Supplied records Block Start
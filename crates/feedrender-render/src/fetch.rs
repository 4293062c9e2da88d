//! Outbound feed retrieval.
//!
//! The pipeline depends on the [`FeedSource`] trait rather than on `reqwest`
//! directly so tests can substitute slow or failing sources.

use std::future::Future;

use reqwest::header::{HeaderMap, HeaderValue, ACCEPT};
use reqwest::{Client, Url};

use crate::error::RenderError;
use crate::model::{parse_feed, ParsedFeed};

const FEED_ACCEPT: &str =
    "application/rss+xml, application/atom+xml, application/xml;q=0.9, text/xml;q=0.9, */*;q=0.8";

/// Something that can turn a validated URL into a parsed feed.
pub trait FeedSource: Send + Sync {
    /// Fetch and decode the feed at `url`. Called at most once per request.
    fn fetch(&self, url: &Url) -> impl Future<Output = Result<ParsedFeed, RenderError>> + Send;
}

/// [`FeedSource`] backed by a shared `reqwest` client.
///
/// The client carries no time limit of its own; the pipeline bounds the
/// whole fetch-and-decode step.
#[derive(Debug, Clone)]
pub struct HttpFeedSource {
    client: Client,
}

impl HttpFeedSource {
    /// Build the shared HTTP client.
    ///
    /// # Errors
    ///
    /// Returns the `reqwest` error if the TLS backend cannot be initialised.
    pub fn new(user_agent: &str) -> Result<Self, reqwest::Error> {
        let mut headers = HeaderMap::new();
        headers.insert(ACCEPT, HeaderValue::from_static(FEED_ACCEPT));

        let client = Client::builder()
            .user_agent(user_agent)
            .default_headers(headers)
            .build()?;

        Ok(Self { client })
    }
}

impl FeedSource for HttpFeedSource {
    async fn fetch(&self, url: &Url) -> Result<ParsedFeed, RenderError> {
        tracing::debug!(url = %url, "fetching feed");

        let response = self
            .client
            .get(url.clone())
            .send()
            .await
            .and_then(reqwest::Response::error_for_status)
            .map_err(|e| RenderError::Fetch(describe(&e)))?;

        let body = response
            .bytes()
            .await
            .map_err(|e| RenderError::Fetch(describe(&e)))?;

        parse_feed(&body)
    }
}

/// Flatten a `reqwest` error and its sources into one line.
fn describe(error: &reqwest::Error) -> String {
    let mut message = error.to_string();
    let mut source = std::error::Error::source(error);
    while let Some(cause) = source {
        message.push_str(": ");
        message.push_str(&cause.to_string());
        source = cause.source();
    }
    message
}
Supplied records Block End
Make an exact copy of all the data.

filename crates/feedrender-render/src/fetch.rs
repository 4293062c9e2da88d
//! Outbound feed retrieval.
//!
//! The pipeline depends on the [`FeedSource`] trait rather than on `reqwest`
//! directly so tests can substitute slow or failing sources.

use std::future::Future;

use reqwest::header::{HeaderMap, HeaderValue, ACCEPT};
use reqwest::{Client, Url};

use crate::error::RenderError;
use crate::model::{parse_feed, ParsedFeed};

const FEED_ACCEPT: &str =
    "application/rss+xml, application/atom+xml, application/xml;q=0.9, text/xml;q=0.9, */*;q=0.8";

/// Something that can turn a validated URL into a parsed feed.
pub trait FeedSource: Send + Sync {
    /// Fetch and decode the feed at `url`. Called at most once per request.
    fn fetch(&self, url: &Url) -> impl Future<Output = Result<ParsedFeed, RenderError>> + Send;
}

/// [`FeedSource`] backed by a shared `reqwest` client.
///
/// The client carries no time limit of its own; the pipeline bounds the
/// whole fetch-and-decode step.
#[derive(Debug, Clone)]
pub struct HttpFeedSource {
    client: Client,
}

impl HttpFeedSource {
    /// Build the shared HTTP client.
    ///
    /// # Errors
    ///
    /// Returns the `reqwest` error if the TLS backend cannot be initialised.
    pub fn new(user_agent: &str) -> Result<Self, reqwest::Error> {
        let mut headers = HeaderMap::new();
        headers.insert(ACCEPT, HeaderValue::from_static(FEED_ACCEPT));

        let client = Client::builder()
            .user_agent(user_agent)
            .default_headers(headers)
            .build()?;

        Ok(Self { client })
    }
}

impl FeedSource for HttpFeedSource {
    async fn fetch(&self, url: &Url) -> Result<ParsedFeed, RenderError> {
        tracing::debug!(url = %url, "fetching feed");

        let response = self
            .client
            .get(url.clone())
            .send()
            .await
            .and_then(reqwest::Response::error_for_status)
            .map_err(|e| RenderError::Fetch(describe(&e)))?;

        let body = response
            .bytes()
            .await
            .map_err(|e| RenderError::Fetch(describe(&e)))?;

        parse_feed(&body)
    }
}

/// Flatten a `reqwest` error and its sources into one line.
fn describe(error: &reqwest::Error) -> String {
    let mut message = error.to_string();
    let mut source = std::error::Error::source(error);
    while let Some(cause) = source {
        message.push_str(": ");
        message.push_str(&cause.to_string());
        source = cause.source();
    }
    message
}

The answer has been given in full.